YouTube reaches more 18-34-year-olds in the UK on mobile than ITV or Channel 4, new research suggests.

YouTube reaches more younger audiences on mobile than ITV

Independent data from Comscore and Barb for the first quarter of 2016 showed, on mobile alone, YouTube reached more 18-34-year-olds than any commercial TV channel in the UK.

The Google-owned video giant has also conducted a YouGov survey which found half of those aged between 16 and 34 have watched YouTube on a TV set, although no information was given for how long and how regularly they do this.

YouGov also asked 16-24-year-olds – the so-called Millennials age group – what video source they would choose if they could not use others. The survey said 41% of this age group would choose YouTube, while 27% would choose TV.

The survey also found that 59% of 16-34-year-olds agree they are more likely to be able to find content about the things they are passionate about on YouTube than on TV.

Chris Binns, managing partner at MediaCom, said the findings would "make a lot of media agency planners sit up and take notice."

He said: "This data and the follow-up YouGov research corroborates a view I have long held – that increasingly YouTube is the place that people go to follow their true passions.  

"Clearly in the minds and living rooms of today's 16-34 year olds, there is no longer any real separation between what they watch on YouTube and what they watch on broadcast TV."

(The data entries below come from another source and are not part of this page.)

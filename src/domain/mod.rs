//! Core domain types and logic.

pub mod batch;
pub mod config_validation;
pub mod context;
pub mod error;
pub mod evaluation;
pub mod expr;
pub mod indicator;
pub mod ohlcv;
pub mod quantity;
pub mod rule;
pub mod rule_eval;
pub mod rule_parser;
pub mod rule_validate;
//! CSV file adapters: price history per symbol and rule definitions.

use crate::domain::error::RuletraderError;
use crate::domain::ohlcv::{OhlcvBar, TimeSeries};
use crate::domain::rule::TradingRule;
use crate::ports::data_port::DataPort;
use chrono::{NaiveDate, NaiveDateTime, NaiveTime};
use std::fs;
use std::io::ErrorKind;
use std::path::{Path, PathBuf};
use tracing::debug;

/// Reads `<base_path>/<SYMBOL>.csv` with columns
/// `datetime,open,high,low,close,volume`, rows in any order.
pub struct CsvAdapter {
    base_path: PathBuf,
}

impl CsvAdapter {
    pub fn new(base_path: PathBuf) -> Self {
        Self { base_path }
    }

    /// Symbols name a file directly under the base path.
    fn csv_path(&self, symbol: &str) -> Result<PathBuf, RuletraderError> {
        if symbol.is_empty() || symbol.contains(['/', '\\']) || symbol.contains("..") {
            return Err(RuletraderError::DataFetch {
                symbol: symbol.to_string(),
                reason: "invalid symbol".to_string(),
            });
        }
        Ok(self.base_path.join(format!("{}.csv", symbol)))
    }

    fn read_bars(&self, symbol: &str) -> Result<Vec<OhlcvBar>, RuletraderError> {
        let path = self.csv_path(symbol)?;
        let content = fs::read_to_string(&path).map_err(|e| match e.kind() {
            ErrorKind::NotFound => RuletraderError::NoData {
                symbol: symbol.to_string(),
            },
            _ => RuletraderError::DataFetch {
                symbol: symbol.to_string(),
                reason: format!("failed to read {}: {}", path.display(), e),
            },
        })?;

        let fetch_error = |reason: String| RuletraderError::DataFetch {
            symbol: symbol.to_string(),
            reason,
        };

        let mut rdr = csv::ReaderBuilder::new()
            .trim(csv::Trim::All)
            .from_reader(content.as_bytes());
        let mut bars = Vec::new();

        for (index, result) in rdr.records().enumerate() {
            let line = index + 2;
            let record = result.map_err(|e| fetch_error(format!("CSV parse error: {}", e)))?;

            let datetime_str = record
                .get(0)
                .ok_or_else(|| fetch_error(format!("line {}: missing datetime column", line)))?;
            let datetime = parse_datetime(datetime_str).ok_or_else(|| {
                fetch_error(format!("line {}: invalid datetime '{}'", line, datetime_str))
            })?;

            let number = |column: usize, name: &str| -> Result<f64, RuletraderError> {
                let raw = record
                    .get(column)
                    .ok_or_else(|| fetch_error(format!("line {}: missing {} column", line, name)))?;
                raw.parse().map_err(|e| {
                    fetch_error(format!("line {}: invalid {} value '{}': {}", line, name, raw, e))
                })
            };

            bars.push(OhlcvBar {
                datetime,
                open: number(1, "open")?,
                high: number(2, "high")?,
                low: number(3, "low")?,
                close: number(4, "close")?,
                volume: number(5, "volume")?,
            });
        }

        Ok(bars)
    }
}

fn parse_datetime(value: &str) -> Option<NaiveDateTime> {
    NaiveDateTime::parse_from_str(value, "%Y-%m-%d %H:%M:%S")
        .ok()
        .or_else(|| {
            NaiveDate::parse_from_str(value, "%Y-%m-%d")
                .ok()
                .map(|d| d.and_time(NaiveTime::MIN))
        })
}

impl DataPort for CsvAdapter {
    fn fetch_historical_data(
        &self,
        symbol: &str,
        limit: usize,
    ) -> Result<TimeSeries, RuletraderError> {
        let bars = self.read_bars(symbol)?;
        if bars.is_empty() {
            return Err(RuletraderError::NoData {
                symbol: symbol.to_string(),
            });
        }
        let mut series = TimeSeries::new(symbol, bars);
        series.truncate_to_latest(limit);
        debug!(%symbol, bars = series.len(), "loaded price history");
        Ok(series)
    }
}

/// Load trading rules from a CSV file with a header row of
/// `id,user_id,symbol,expression,action,quantity_type,quantity_value,is_active`.
pub fn load_rules<P: AsRef<Path>>(path: P) -> Result<Vec<TradingRule>, RuletraderError> {
    let path = path.as_ref();
    let rule_file_error = |reason: String| RuletraderError::RuleFile {
        file: path.display().to_string(),
        reason,
    };

    let mut rdr = csv::ReaderBuilder::new()
        .trim(csv::Trim::All)
        .from_path(path)
        .map_err(|e| rule_file_error(e.to_string()))?;

    rdr.deserialize()
        .map(|row| row.map_err(|e: csv::Error| rule_file_error(e.to_string())))
        .collect()
}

Measurability "number one issue"

YouTube has collected independent data from Comscore and Barb two months after the TV industry warned advertisers that Google keeps its data private, while independent estimates are used to measure television viewing from a number of sources. 

This was in response to YouTube’s claim last year that brands should put 24% of their TV budgets into YouTube to reach younger audiences.

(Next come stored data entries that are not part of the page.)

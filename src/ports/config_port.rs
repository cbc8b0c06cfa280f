//! Configuration access port.

pub trait ConfigPort {
    fn get_string(&self, section: &str, key: &str) -> Option<String>;
    fn get_int(&self, section: &str, key: &str, default: i64) -> i64;
    fn get_double(&self, section: &str, key: &str, default: f64) -> f64;
    /// Every key in `section`, in no particular order.
    fn keys(&self, section: &str) -> Vec<String>;
}
//! Port traits the domain depends on.

pub mod account_port;
pub mod config_port;
pub mod data_port;
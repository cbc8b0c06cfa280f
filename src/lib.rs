//! ruletrader: trading rule expressions evaluated against recent price history.
//!
//! Hexagonal architecture: domain logic in [`domain`], port traits in [`ports`],
//! concrete implementations in [`adapters`].

pub mod adapters;
pub mod cli;
pub mod domain;
pub mod ports;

Debbie Weinstein, Google’s EMEA director of brand solutions and innovation, told Campaign she was having daily meetings with advertisers where the issue of measurability was raised.

She said: "The number one thing we hear from the advertising community is to come up with a third party measurement standard for video. We’re very keen to work with parties like Barb to work out a cross-platform metric."

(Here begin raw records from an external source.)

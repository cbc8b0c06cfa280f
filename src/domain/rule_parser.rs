//! Rule expression parser.
//!
//! Recursive descent over the infix grammar:
//!
//! ```text
//! expr        := or_expr
//! or_expr     := and_expr ( "OR" and_expr )*
//! and_expr    := not_expr ( "AND" not_expr )*
//! not_expr    := "NOT" not_expr | compare_expr
//! compare_expr:= add_expr ( ("<"|">"|"<="|">="|"=="|"!=") add_expr )?
//! add_expr    := mul_expr ( ("+"|"-") mul_expr )*
//! mul_expr    := primary ( ("*"|"/") primary )*
//! primary     := "(" expr ")" | NAME "(" args ")" | NAME | number
//! ```
//!
//! Any name and any argument list is accepted here; vocabulary is checked by
//! [`crate::domain::rule_validate::validate`]. Errors carry the byte offset.
//!
//! Nesting is limited to [`MAX_NESTING`] levels and the tree to [`MAX_OPERATORS`]
//! operator and call nodes, which bounds the recursion of every later pass.

use crate::domain::error::ParseError;
use crate::domain::expr::{BinaryOp, Expr};

/// Deepest nesting of parentheses, calls and `NOT`.
pub const MAX_NESTING: usize = 256;
/// Most operator and call nodes in one expression.
pub const MAX_OPERATORS: usize = 1024;

struct Parser<'a> {
    input: &'a str,
    pos: usize,
    depth: usize,
    operators: usize,
}

impl<'a> Parser<'a> {
    fn new(input: &'a str) -> Self {
        Self {
            input,
            pos: 0,
            depth: 0,
            operators: 0,
        }
    }

    fn enter(&mut self) -> Result<(), ParseError> {
        self.depth += 1;
        if self.depth > MAX_NESTING {
            return Err(self.error(format!(
                "expression nested deeper than {} levels",
                MAX_NESTING
            )));
        }
        Ok(())
    }

    fn leave(&mut self) {
        self.depth -= 1;
    }

    /// Count one operator or call node.
    fn add_operator(&mut self) -> Result<(), ParseError> {
        self.operators += 1;
        if self.operators > MAX_OPERATORS {
            return Err(self.error(format!(
                "expression has more than {} operators",
                MAX_OPERATORS
            )));
        }
        Ok(())
    }

    fn remaining(&self) -> &'a str {
        &self.input[self.pos..]
    }

    fn peek(&self) -> Option<char> {
        self.remaining().chars().next()
    }

    fn peek_second(&self) -> Option<char> {
        self.remaining().chars().nth(1)
    }

    fn advance(&mut self) -> Option<char> {
        let ch = self.peek()?;
        self.pos += ch.len_utf8();
        Some(ch)
    }

    fn skip_whitespace(&mut self) {
        while let Some(ch) = self.peek() {
            if ch.is_whitespace() {
                self.advance();
            } else {
                break;
            }
        }
    }

    fn error(&self, message: impl Into<String>) -> ParseError {
        ParseError {
            message: message.into(),
            position: self.pos,
        }
    }

    fn expect_char(&mut self, expected: char) -> Result<(), ParseError> {
        self.skip_whitespace();
        match self.peek() {
            Some(ch) if ch == expected => {
                self.advance();
                Ok(())
            }
            Some(_) => Err(self.error(format!(
                "expected '{}', found '{}'",
                expected,
                self.peek_word()
            ))),
            None => Err(self.error(format!("expected '{}', found end of input", expected))),
        }
    }

    fn peek_keyword(&self, keyword: &str) -> bool {
        let remaining = self.remaining();
        remaining.starts_with(keyword)
            && !remaining[keyword.len()..]
                .chars()
                .next()
                .is_some_and(is_name_char)
    }

    fn consume_keyword(&mut self, keyword: &str) -> bool {
        self.skip_whitespace();
        if self.peek_keyword(keyword) {
            self.pos += keyword.len();
            true
        } else {
            false
        }
    }

    fn consume_exact(&mut self, s: &str) -> bool {
        if self.remaining().starts_with(s) {
            self.pos += s.len();
            true
        } else {
            false
        }
    }

    /// The next name-like word, or the next character, for error messages.
    fn peek_word(&self) -> String {
        let word: String = self
            .remaining()
            .chars()
            .take_while(|&c| is_name_char(c))
            .collect();
        if word.is_empty() {
            self.peek()
                .map(|c| c.to_string())
                .unwrap_or_else(|| "end of input".to_string())
        } else {
            word
        }
    }

    fn parse_number(&mut self) -> Result<f64, ParseError> {
        let start = self.pos;
        let mut has_dot = false;
        let mut digits = 0;

        if matches!(self.peek(), Some('-') | Some('+')) {
            self.advance();
        }

        while let Some(ch) = self.peek() {
            if ch.is_ascii_digit() {
                digits += 1;
                self.advance();
            } else if ch == '.' && !has_dot {
                has_dot = true;
                self.advance();
            } else {
                break;
            }
        }

        if digits == 0 {
            return Err(ParseError {
                message: "expected number".to_string(),
                position: start,
            });
        }

        let num_str = &self.input[start..self.pos];
        let value = num_str.parse::<f64>().map_err(|_| ParseError {
            message: format!("invalid number: {}", num_str),
            position: start,
        })?;
        if !value.is_finite() {
            return Err(ParseError {
                message: format!("number out of range: {}", num_str),
                position: start,
            });
        }
        Ok(value)
    }

    fn parse_name(&mut self) -> String {
        let start = self.pos;
        while self.peek().is_some_and(is_name_char) {
            self.advance();
        }
        self.input[start..self.pos].to_string()
    }

    fn parse_args(&mut self) -> Result<Vec<Expr>, ParseError> {
        self.expect_char('(')?;
        let mut args = Vec::new();

        self.skip_whitespace();
        if self.peek() == Some(')') {
            self.advance();
            return Ok(args);
        }

        self.enter()?;

        args.push(self.parse_or()?);
        loop {
            self.skip_whitespace();
            if self.peek() == Some(')') {
                self.advance();
                break;
            }
            self.expect_char(',')?;
            args.push(self.parse_or()?);
        }
        self.leave();
        Ok(args)
    }

    fn parse_primary(&mut self) -> Result<Expr, ParseError> {
        self.skip_whitespace();

        match self.peek() {
            Some('(') => {
                self.advance();
                self.enter()?;
                let inner = self.parse_or()?;
                self.expect_char(')')?;
                self.leave();
                Ok(inner)
            }
            Some(ch) if ch.is_ascii_digit() || ch == '.' => Ok(Expr::Literal(self.parse_number()?)),
            Some('-') | Some('+')
                if self
                    .peek_second()
                    .is_some_and(|c| c.is_ascii_digit() || c == '.') =>
            {
                Ok(Expr::Literal(self.parse_number()?))
            }
            Some(ch) if is_name_start(ch) => {
                if ["AND", "OR", "NOT"].iter().any(|k| self.peek_keyword(k)) {
                    return Err(self.error(format!(
                        "expected operand, found keyword '{}'",
                        self.peek_word()
                    )));
                }
                let name = self.parse_name();
                self.skip_whitespace();
                if self.peek() == Some('(') {
                    self.add_operator()?;
                    let args = self.parse_args()?;
                    Ok(Expr::Call {
                        function: name,
                        args,
                    })
                } else {
                    Ok(Expr::Identifier(name))
                }
            }
            Some(ch) => Err(self.error(format!("expected operand, found '{}'", ch))),
            None => Err(self.error("expected operand, found end of input")),
        }
    }

    fn parse_mul(&mut self) -> Result<Expr, ParseError> {
        let mut left = self.parse_primary()?;
        loop {
            self.skip_whitespace();
            let op = if self.consume_exact("*") {
                BinaryOp::Mul
            } else if self.consume_exact("/") {
                BinaryOp::Div
            } else {
                return Ok(left);
            };
            self.add_operator()?;
            let right = self.parse_primary()?;
            left = Expr::binary(op, left, right);
        }
    }

    fn parse_add(&mut self) -> Result<Expr, ParseError> {
        let mut left = self.parse_mul()?;
        loop {
            self.skip_whitespace();
            let op = if self.consume_exact("+") {
                BinaryOp::Add
            } else if self.consume_exact("-") {
                BinaryOp::Sub
            } else {
                return Ok(left);
            };
            self.add_operator()?;
            let right = self.parse_mul()?;
            left = Expr::binary(op, left, right);
        }
    }

    fn parse_comparison_op(&mut self) -> Result<Option<BinaryOp>, ParseError> {
        self.skip_whitespace();
        let ops = [
            ("<=", BinaryOp::Le),
            (">=", BinaryOp::Ge),
            ("==", BinaryOp::Eq),
            ("!=", BinaryOp::Ne),
            ("<", BinaryOp::Lt),
            (">", BinaryOp::Gt),
        ];
        for (symbol, op) in ops {
            if self.consume_exact(symbol) {
                return Ok(Some(op));
            }
        }
        match self.peek() {
            Some('=') => Err(self.error("unexpected '=', use '==' for equality")),
            Some('!') => Err(self.error("unexpected '!', use '!=' or NOT")),
            _ => Ok(None),
        }
    }

    fn parse_compare(&mut self) -> Result<Expr, ParseError> {
        let left = self.parse_add()?;
        let Some(op) = self.parse_comparison_op()? else {
            return Ok(left);
        };
        self.add_operator()?;
        let right = self.parse_add()?;
        if self.parse_comparison_op()?.is_some() {
            return Err(self.error("comparisons cannot be chained; use AND or parentheses"));
        }
        Ok(Expr::binary(op, left, right))
    }

    fn parse_not(&mut self) -> Result<Expr, ParseError> {
        if self.consume_keyword("NOT") {
            self.add_operator()?;
            self.enter()?;
            let operand = self.parse_not()?;
            self.leave();
            return Ok(Expr::not(operand));
        }
        self.parse_compare()
    }

    fn parse_and(&mut self) -> Result<Expr, ParseError> {
        let mut left = self.parse_not()?;
        while self.consume_keyword("AND") {
            self.add_operator()?;
            let right = self.parse_not()?;
            left = Expr::binary(BinaryOp::And, left, right);
        }
        Ok(left)
    }

    fn parse_or(&mut self) -> Result<Expr, ParseError> {
        let mut left = self.parse_and()?;
        while self.consume_keyword("OR") {
            self.add_operator()?;
            let right = self.parse_and()?;
            left = Expr::binary(BinaryOp::Or, left, right);
        }
        Ok(left)
    }

    fn parse(&mut self) -> Result<Expr, ParseError> {
        self.skip_whitespace();
        if self.peek().is_none() {
            return Err(self.error("empty expression"));
        }
        let expr = self.parse_or()?;
        self.skip_whitespace();
        if self.pos < self.input.len() {
            return Err(self.error(format!(
                "unexpected input after expression: '{}'",
                self.remaining()
            )));
        }
        Ok(expr)
    }
}

fn is_name_start(ch: char) -> bool {
    ch.is_ascii_alphabetic() || ch == '_'
}

fn is_name_char(ch: char) -> bool {
    ch.is_ascii_alphanumeric() || ch == '_'
}

pub fn parse(input: &str) -> Result<Expr, ParseError> {
    let mut parser = Parser::new(input);
    parser.parse()
}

Thinkbox: TV advertisers buy TV audiences

But Lindsey Clay, the chief executive of commercial TV’s trade body, Thinkbox, said YouTube’s claims showed "they love TV so much they can’t resist continually comparing themselves to it". 

She said: "It is not new news that YouTube is popular with young people. So is TV. But TV and YouTube fulfil different roles in their lives. In real life they happily co-exist; any disharmony exists solely in YouTube’s press releases.

"YouTube’s latest claim is obviously for the benefit of advertisers, but what about the advertising opportunity? 0.6% of video advertising is seen on YouTube; 94% is seen on TV, in full and with sound.

"And claiming YouTube on mobile reaches more young people than an individual commercial TV channel may be true, but it is hardly a like-for-like comparison. It ignores the fact that they spend vast amounts more time with TV. And it ignores the fact that TV advertisers buy TV audiences, not a TV audience on a specific channel."